« Cela a été la tragédie de ma vie »

La figure de Gandhi est parfois utilisée pour mettre en avant un rapport différent aux animaux. Voici sa position à ce sujet, qu’il a exprimé dans un discours au Meeting de la société végétarienne de Londres, le 20 novembre1931.

Gandhi était une sorte de décroissant, défendant à la fois une sorte d’hindouisme « léger » mais sans animosité aucune envers les autres religions, et lui-même a été profondément influencé par le jaïnisme. Mais dans l’extrait ici présenté, il pose également la question du lait, dont il aurait aimé se passer (on peut bien entendu toujours se passer de lait, mais accordons lui ici le bénéfice du doute en raison de la situation particulière et pauvre de l’Inde alors).

Si un végétarien tombe malade, et qu’un médecin lui a prescrit du viandox, alors je ne dirais pas de lui qu’il est végétarien. Un végétarien est d’une autre trempe.Pourquoi? Parce que c’est pour la construction de l’esprit et non du corps. L’homme est plus que de la viande. C’est l’esprit dans l’homme qui nous intéresse.

Les végétariens devraient donc avoir ce fondement moral – qu’un homme n’est pas né comme un animal carnivore, mais né pour vivre des fruits et des plantes que la terre fait pousser. Je sais que nous devons tous faire faute. Je cesserais le lait si je pouvais, mais je ne le peux pas.

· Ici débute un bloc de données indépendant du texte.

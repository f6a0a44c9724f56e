use axum::{
    http::StatusCode,
    response::{IntoResponse, Response},
    Json,
};
use serde_json::json;
use thiserror::Error;

/// Domain error taxonomy. Every variant maps to exactly one HTTP status so
/// controllers never have to inspect message text.
#[derive(Debug, Error)]
pub enum ApiError {
    #[error("{0} not found")]
    NotFound(String),

    /// Lost a race for one or more seats: they were no longer Available when
    /// the reservation attempt ran. Carries the blocking seat labels.
    #[error("seats not available: {}", seats.join(", "))]
    Conflict { seats: Vec<String> },

    #[error("{0}")]
    Validation(String),

    #[error("unauthorized")]
    Unauthorized,

    #[error("internal error")]
    Internal(#[from] anyhow::Error),
}

impl ApiError {
    pub fn not_found(what: impl Into<String>) -> Self {
        ApiError::NotFound(what.into())
    }

    pub fn validation(msg: impl Into<String>) -> Self {
        ApiError::Validation(msg.into())
    }

    pub fn status_code(&self) -> StatusCode {
        match self {
            ApiError::NotFound(_) => StatusCode::NOT_FOUND,
            // seat conflicts surface as a client error, same bucket as
            // malformed requests
            ApiError::Conflict { .. } => StatusCode::BAD_REQUEST,
            ApiError::Validation(_) => StatusCode::BAD_REQUEST,
            ApiError::Unauthorized => StatusCode::UNAUTHORIZED,
            ApiError::Internal(_) => StatusCode::INTERNAL_SERVER_ERROR,
        }
    }
}

impl From<sqlx::Error> for ApiError {
    fn from(e: sqlx::Error) -> Self {
        ApiError::Internal(anyhow::Error::new(e).context("database error"))
    }
}

impl From<redis::RedisError> for ApiError {
    fn from(e: redis::RedisError) -> Self {
        ApiError::Internal(anyhow::Error::new(e).context("redis error"))
    }
}

impl From<bcrypt::BcryptError> for ApiError {
    fn from(e: bcrypt::BcryptError) -> Self {
        ApiError::Internal(anyhow::Error::new(e).context("password hashing error"))
    }
}

impl IntoResponse for ApiError {
    fn into_response(self) -> Response {
        let status = self.status_code();

        // Internal details go to the log, never to the client.
        let message = match &self {
            ApiError::Internal(e) => {
                tracing::error!("internal error: {:?}", e);
                "An internal error occurred".to_string()
            }
            other => other.to_string(),
        };

        let body = Json(json!({
            "status": status.as_u16(),
            "message": message,
            "timestamp": chrono::Utc::now().naive_utc(),
        }));

        (status, body).into_response()
    }
}

#[cfg(test)]
mod tests {
    use super::*;

    #[test]
    fn not_found_maps_to_404() {
        assert_eq!(
            ApiError::not_found("Show 42").status_code(),
            StatusCode::NOT_FOUND
        );
    }

    #[test]
    fn conflict_maps_to_400_and_names_seats() {
        let err = ApiError::Conflict {
            seats: vec!["R1".to_string(), "P61".to_string()],
        };
        assert_eq!(err.status_code(), StatusCode::BAD_REQUEST);
        assert_eq!(err.to_string(), "seats not available: R1, P61");
    }

    #[test]
    fn validation_maps_to_400() {
        let err = ApiError::validation("at least one seat must be selected");
        assert_eq!(err.status_code(), StatusCode::BAD_REQUEST);
    }

    #[test]
    fn unauthorized_maps_to_401() {
        assert_eq!(ApiError::Unauthorized.status_code(), StatusCode::UNAUTHORIZED);
    }

    #[test]
    fn internal_maps_to_500_without_leaking_source() {
        let err = ApiError::Internal(anyhow::anyhow!("connection refused"));
        assert_eq!(err.status_code(), StatusCode::INTERNAL_SERVER_ERROR);
        // Display stays generic; the source text only reaches the log.
        assert_eq!(err.to_string(), "internal error");
    }
}
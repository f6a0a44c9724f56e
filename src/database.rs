use sqlx::{postgres::PgPoolOptions, Pool, Postgres};
use std::time::Duration;
use tracing::info;

#[derive(Clone)]
pub struct Database {
    pub pool: Pool<Postgres>,
}

impl Database {
    pub async fn new(database_url: &str, pool_size: u32) -> Result<Self, sqlx::Error> {
        let pool = PgPoolOptions::new()
            .max_connections(pool_size)
            .acquire_timeout(Duration::from_secs(5))
            .connect(database_url)
            .await?;

        Ok(Database { pool })
    }

    pub async fn run_migrations(&self) -> Result<(), sqlx::migrate::MigrateError> {
        info!("Running database migrations...");
        sqlx::migrate!("./src/migrations")
            .run(&self.pool)
            .await?;
        info!("Migrations completed");
        Ok(())
    }
}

J’ai fait cette expérience un nombre de fois incalculable. Je ne pouvais pas, après une maladie grave, retrouver mes forces sans revenir au lait. Cela a été la tragédie de ma vie.

Mais le fondement de mon végétarisme n’est pas physique mais moral. Si on me disait que je mourrai si je ne prenais pas de bœuf ou de thé de mouton, même après avis médical, je préférerais la mort.

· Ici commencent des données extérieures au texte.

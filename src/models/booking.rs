use chrono::NaiveDateTime;
use serde::{Deserialize, Serialize};
use sqlx::FromRow;
use uuid::Uuid;

#[derive(Debug, Clone, Copy, PartialEq, Eq, Serialize, Deserialize, sqlx::Type)]
#[sqlx(type_name = "booking_status", rename_all = "lowercase")]
#[serde(rename_all = "UPPERCASE")]
pub enum BookingStatus {
    Pending,
    Confirmed,
    Cancelled,
}

/// One completed purchase. Created only by a successful orchestration run,
/// never partially persisted.
#[derive(Debug, Clone, FromRow, Serialize, Deserialize)]
pub struct Booking {
    pub id: i64,
    /// Human-readable reference code, unique and immutable once assigned.
    pub reference: String,
    pub user_id: i64,
    pub show_id: i64,
    pub gross_amount: f64,
    pub discount_amount: f64,
    pub net_amount: f64,
    pub status: BookingStatus,
    pub created_at: NaiveDateTime,
}

/// Generate a fresh booking reference: "BMS-" plus the first 8 hex chars of
/// a v4 uuid, uppercased.
pub fn generate_reference() -> String {
    let raw = Uuid::new_v4().simple().to_string();
    format!("BMS-{}", raw[..8].to_uppercase())
}

#[cfg(test)]
mod tests {
    use super::*;

    #[test]
    fn reference_has_expected_shape() {
        let r = generate_reference();
        assert_eq!(r.len(), 12);
        assert!(r.starts_with("BMS-"));
        assert!(r[4..]
            .chars()
            .all(|c| c.is_ascii_digit() || c.is_ascii_uppercase()));
    }

    #[test]
    fn references_are_practically_unique() {
        let mut seen = std::collections::HashSet::new();
        for _ in 0..1000 {
            assert!(seen.insert(generate_reference()));
        }
    }
}
use axum::{
    extract::FromRequestParts,
    http::{header, request::Parts},
};
use std::sync::Arc;

use crate::error::ApiError;

/// Authenticated caller, resolved from the Authorization header.
#[derive(Debug, Clone)]
pub struct AuthUser {
    pub user_id: i64,
    pub username: String,
}

// Bearer JWT extractor
impl FromRequestParts<Arc<crate::AppState>> for AuthUser {
    type Rejection = ApiError;

    async fn from_request_parts(
        parts: &mut Parts,
        state: &Arc<crate::AppState>,
    ) -> Result<Self, Self::Rejection> {
        let auth_header = parts
            .headers
            .get(header::AUTHORIZATION)
            .and_then(|value| value.to_str().ok())
            .ok_or(ApiError::Unauthorized)?;

        let token = auth_header
            .strip_prefix("Bearer ")
            .ok_or(ApiError::Unauthorized)?;

        let (user_id, username) = crate::auth::verify_token(token, &state.config.jwt)?;

        // Token may outlive the account; re-check the row.
        let exists = sqlx::query_scalar::<_, bool>(
            "SELECT EXISTS(SELECT 1 FROM users WHERE id = $1)",
        )
        .bind(user_id)
        .fetch_one(&state.db.pool)
        .await
        .map_err(ApiError::from)?;

        if !exists {
            return Err(ApiError::Unauthorized);
        }

        Ok(AuthUser { user_id, username })
    }
}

C’est le fondement de mon végétarisme. J’aimerais penser que tous ceux d’entre nous qui se disent végétariens aient ce fondement.

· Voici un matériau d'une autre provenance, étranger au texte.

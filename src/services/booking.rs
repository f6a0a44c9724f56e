use chrono::NaiveDateTime;
use serde::Serialize;
use sqlx::Row;
use std::sync::Arc;
use tracing::{debug, error, info};

use crate::error::ApiError;
use crate::models::{booking::generate_reference, Booking, BookingStatus, Seat, Show, User};
use crate::services::discount::DiscountEngine;
use crate::services::inventory::SeatInventory;
use crate::AppState;

/// Booking summary returned to the caller.
#[derive(Debug, Clone, Serialize)]
pub struct BookingSummary {
    pub booking_id: i64,
    pub reference: String,
    pub show_id: i64,
    pub movie_title: String,
    pub theatre_name: String,
    pub starts_at: NaiveDateTime,
    pub seat_labels: Vec<String>,
    pub gross_amount: f64,
    pub discount_amount: f64,
    pub net_amount: f64,
    pub status: BookingStatus,
    pub created_at: NaiveDateTime,
}

/// Composes identity/show lookups, the seat inventory and the discount
/// engine into the single user-facing booking operation.
pub struct BookingService {
    state: Arc<AppState>,
    inventory: SeatInventory,
    discounts: DiscountEngine,
}

impl BookingService {
    pub fn new(state: Arc<AppState>) -> Self {
        let inventory = SeatInventory::new(state.db.clone());
        Self {
            state,
            inventory,
            discounts: DiscountEngine::standard(),
        }
    }

    /// Book a set of seats for a show on behalf of a user.
    ///
    /// Reservation happens before pricing and persistence; any failure after
    /// the seats were locked releases them again, so no error path leaves a
    /// seat stranded in Locked state.
    pub async fn book_tickets(
        &self,
        user_id: i64,
        show_id: i64,
        seat_ids: &[i64],
    ) -> Result<BookingSummary, ApiError> {
        validate_seat_selection(seat_ids)?;

        let user = User::find_by_id(user_id, &self.state.db)
            .await?
            .ok_or_else(|| ApiError::not_found(format!("User {}", user_id)))?;

        let show = Show::find_by_id(show_id, &self.state.db)
            .await?
            .ok_or_else(|| ApiError::not_found(format!("Show {}", show_id)))?;

        info!(
            user = %user.username,
            show_id,
            seats = seat_ids.len(),
            "starting booking"
        );

        // Fetch the summary descriptors up front; a committed booking must
        // never fail afterwards over a read-only lookup.
        let (movie_title, theatre_name) = self.show_descriptors(show.id).await?;

        // Step 3: all-or-nothing reservation hold.
        let seats = self.inventory.reserve(show.id, seat_ids).await?;

        // Steps 4-5: price against the locked-in unit prices.
        let gross_amount: f64 = seats.iter().map(|s| s.price).sum();
        let discount_amount = self
            .discounts
            .discount(gross_amount, seats.len(), show.slot);
        let net_amount = gross_amount - discount_amount;
        debug!(gross_amount, discount_amount, net_amount, "booking priced");

        // Steps 6-7: booking row, seat finalize and counter decrement commit
        // or roll back as one unit.
        let booking = match self
            .persist_booking(&user, &show, &seats, gross_amount, discount_amount, net_amount)
            .await
        {
            Ok(booking) => booking,
            Err(e) => {
                error!("booking persistence failed, releasing held seats: {}", e);
                self.inventory.release(seat_ids).await;
                return Err(e);
            }
        };

        // Seat map and browse listings for this show now carry stale counts.
        self.state.cache.invalidate_show(show.id, show.movie_id).await;

        info!(
            reference = %booking.reference,
            net_amount = booking.net_amount,
            "booking confirmed"
        );

        Ok(build_summary(
            &booking,
            &show,
            &seats,
            movie_title,
            theatre_name,
        ))
    }

    async fn persist_booking(
        &self,
        user: &User,
        show: &Show,
        seats: &[Seat],
        gross_amount: f64,
        discount_amount: f64,
        net_amount: f64,
    ) -> Result<Booking, ApiError> {
        let seat_ids: Vec<i64> = seats.iter().map(|s| s.id).collect();
        let mut tx = self.state.db.pool.begin().await?;

        let booking = sqlx::query_as::<_, Booking>(
            "INSERT INTO bookings
                 (reference, user_id, show_id, gross_amount, discount_amount, net_amount, status)
             VALUES ($1, $2, $3, $4, $5, $6, 'confirmed')
             RETURNING *",
        )
        .bind(generate_reference())
        .bind(user.id)
        .bind(show.id)
        .bind(gross_amount)
        .bind(discount_amount)
        .bind(net_amount)
        .fetch_one(&mut *tx)
        .await?;

        self.inventory.finalize(&mut tx, &seat_ids, booking.id).await?;

        // The available counter only ever moves together with the seat rows.
        let updated = sqlx::query(
            "UPDATE shows SET available_seats = available_seats - $1 WHERE id = $2",
        )
        .bind(seat_ids.len() as i32)
        .bind(show.id)
        .execute(&mut *tx)
        .await?;

        if updated.rows_affected() != 1 {
            return Err(ApiError::Internal(anyhow::anyhow!(
                "show {} vanished while decrementing available seats",
                show.id
            )));
        }

        tx.commit().await?;
        Ok(booking)
    }

    async fn show_descriptors(&self, show_id: i64) -> Result<(String, String), ApiError> {
        Ok(sqlx::query_as::<_, (String, String)>(
            "SELECT m.title, t.name
             FROM shows s
             JOIN movies m ON m.id = s.movie_id
             JOIN theatres t ON t.id = s.theatre_id
             WHERE s.id = $1",
        )
        .bind(show_id)
        .fetch_one(&self.state.db.pool)
        .await?)
    }

    /// All bookings made by one user, newest first.
    pub async fn bookings_for_user(&self, user_id: i64) -> Result<Vec<BookingSummary>, ApiError> {
        let rows = sqlx::query(
            r#"
            SELECT b.id, b.reference, b.show_id, b.gross_amount, b.discount_amount,
                   b.net_amount, b.status, b.created_at,
                   s.starts_at, m.title AS movie_title, t.name AS theatre_name,
                   st.label AS seat_label
            FROM bookings b
            JOIN shows s ON s.id = b.show_id
            JOIN movies m ON m.id = s.movie_id
            JOIN theatres t ON t.id = s.theatre_id
            LEFT JOIN seats st ON st.booking_id = b.id
            WHERE b.user_id = $1
            ORDER BY b.created_at DESC, b.id DESC, st.id
            "#,
        )
        .bind(user_id)
        .fetch_all(&self.state.db.pool)
        .await?;

        let mut summaries: Vec<BookingSummary> = Vec::new();
        for row in rows {
            let booking_id: i64 = row.get("id");
            let seat_label: Option<String> = row.try_get("seat_label").ok();

            match summaries.last_mut() {
                Some(last) if last.booking_id == booking_id => {
                    if let Some(label) = seat_label {
                        last.seat_labels.push(label);
                    }
                }
                _ => summaries.push(BookingSummary {
                    booking_id,
                    reference: row.get("reference"),
                    show_id: row.get("show_id"),
                    movie_title: row.get("movie_title"),
                    theatre_name: row.get("theatre_name"),
                    starts_at: row.get("starts_at"),
                    seat_labels: seat_label.into_iter().collect(),
                    gross_amount: row.get("gross_amount"),
                    discount_amount: row.get("discount_amount"),
                    net_amount: row.get("net_amount"),
                    status: row.get("status"),
                    created_at: row.get("created_at"),
                }),
            }
        }

        Ok(summaries)
    }
}

/// Assemble the caller-facing summary from state already in hand; no I/O
/// happens after the booking transaction commits.
fn build_summary(
    booking: &Booking,
    show: &Show,
    seats: &[Seat],
    movie_title: String,
    theatre_name: String,
) -> BookingSummary {
    BookingSummary {
        booking_id: booking.id,
        reference: booking.reference.clone(),
        show_id: show.id,
        movie_title,
        theatre_name,
        starts_at: show.starts_at,
        seat_labels: seats.iter().map(|s| s.label.clone()).collect(),
        gross_amount: booking.gross_amount,
        discount_amount: booking.discount_amount,
        net_amount: booking.net_amount,
        status: booking.status,
        created_at: booking.created_at,
    }
}

/// Reject malformed selections before anything is looked up or locked.
fn validate_seat_selection(seat_ids: &[i64]) -> Result<(), ApiError> {
    if seat_ids.is_empty() {
        return Err(ApiError::validation("at least one seat must be selected"));
    }

    let mut seen = std::collections::HashSet::with_capacity(seat_ids.len());
    for &id in seat_ids {
        if id <= 0 {
            return Err(ApiError::validation("seat ids must be positive"));
        }
        if !seen.insert(id) {
            return Err(ApiError::validation(format!(
                "seat {} requested more than once",
                id
            )));
        }
    }

    Ok(())
}

#[cfg(test)]
mod tests {
    use super::*;
    use crate::models::{SeatClass, SeatStatus, TimeSlot};
    use chrono::NaiveDate;

    fn fixture_datetime() -> NaiveDateTime {
        NaiveDate::from_ymd_opt(2026, 8, 29)
            .unwrap()
            .and_hms_opt(14, 0, 0)
            .unwrap()
    }

    #[test]
    fn summary_is_built_without_further_lookups() {
        let show = Show {
            id: 5,
            movie_id: 2,
            theatre_id: 3,
            starts_at: fixture_datetime(),
            slot: TimeSlot::Afternoon,
            base_price: 150.0,
            total_seats: 100,
            available_seats: 97,
        };
        let booking = Booking {
            id: 11,
            reference: "BMS-1A2B3C4D".to_string(),
            user_id: 7,
            show_id: show.id,
            gross_amount: 450.0,
            discount_amount: 165.0,
            net_amount: 285.0,
            status: BookingStatus::Confirmed,
            created_at: fixture_datetime(),
        };
        let seats: Vec<Seat> = [(1, "R1"), (2, "R2"), (3, "P61")]
            .into_iter()
            .map(|(id, label)| Seat {
                id,
                show_id: show.id,
                label: label.to_string(),
                class: SeatClass::Regular,
                price: 150.0,
                status: SeatStatus::Booked,
                booking_id: Some(booking.id),
            })
            .collect();

        let summary = build_summary(
            &booking,
            &show,
            &seats,
            "Inception".to_string(),
            "PVR Cinemas".to_string(),
        );

        assert_eq!(summary.reference, "BMS-1A2B3C4D");
        assert_eq!(summary.movie_title, "Inception");
        assert_eq!(summary.theatre_name, "PVR Cinemas");
        assert_eq!(summary.seat_labels, vec!["R1", "R2", "P61"]);
        assert_eq!(summary.net_amount, 285.0);
        assert_eq!(summary.status, BookingStatus::Confirmed);
    }

    #[test]
    fn empty_selection_is_rejected() {
        assert!(matches!(
            validate_seat_selection(&[]),
            Err(ApiError::Validation(_))
        ));
    }

    #[test]
    fn duplicate_seat_is_rejected() {
        assert!(matches!(
            validate_seat_selection(&[1, 2, 1]),
            Err(ApiError::Validation(_))
        ));
    }

    #[test]
    fn non_positive_id_is_rejected() {
        assert!(matches!(
            validate_seat_selection(&[3, 0]),
            Err(ApiError::Validation(_))
        ));
    }

    #[test]
    fn distinct_positive_ids_pass() {
        assert!(validate_seat_selection(&[5, 2, 9]).is_ok());
    }
}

Il y avait des milliers de mangeurs de viande qui ne sont pas restés les mangeurs de viande.

Il doit y avoir une raison précise pour que nous fassions ce changement dans nos vies, pour que nous adoptions des habitudes et des coutumes différentes de celles de la société, même si parfois ce changement peut offenser ceux qui nous sont les plus proches et les plus chers.

Pour rien au monde vous ne devriez sacrifier un principe moral.

Par conséquent, le seul fondement pour avoir une société végétarienne et proclamer un principe végétarien est, et doit être, un fondement moral. Je ne vais pas vous dire, en tant que je vois et j’erre dans le monde, que les végétariens, dans l’ensemble, jouissent d’une bien meilleure santé que les mangeurs de viande.

J’appartiens à un pays qui est principalement végétarien par habitude ou par nécessité. Je ne peux donc pas témoigner que cela montre une bien plus grande endurance, un bien plus grand courage ou bien moins de maladie. Parce que c’est une chose personnelle particulière. Cela exige une obéissance, et une obéissance scrupuleuse, à toutes les lois de l’hygiène.

Je pense donc que ce que les végétariens devraient faire c’est, non pas insister sur les conséquences physiques du végétarisme, mais explorer les conséquences morales.

Tandis que nous n’avons pas encore oublié ce que nous partageons en commun avec la bête, nous avons pas suffisamment conscience qu’il est certaines choses qui nous différencient de la bête. Bien sûr, il y a des végétariens dans la vache et le taureau – qui sont de meilleurs végétariens que nous – mais il y a quelque chose de bien plus haut qui nous appelle dans le végétarisme.

Je pense donc que, durant les quelques minutes où je m’accorde le privilège de m’adresser à vous, je soulignerais juste le fondement moral du végétarisme. Et je dirais que j’ai trouvé dans ma propre expérience, et l’expérience de milliers d’ami et de compagnons, qu’il trouve satisfaction, pour autant que le végétarisme est concerné, du fondement moral qu’ils ont choisi pour soutenir le végétarisme.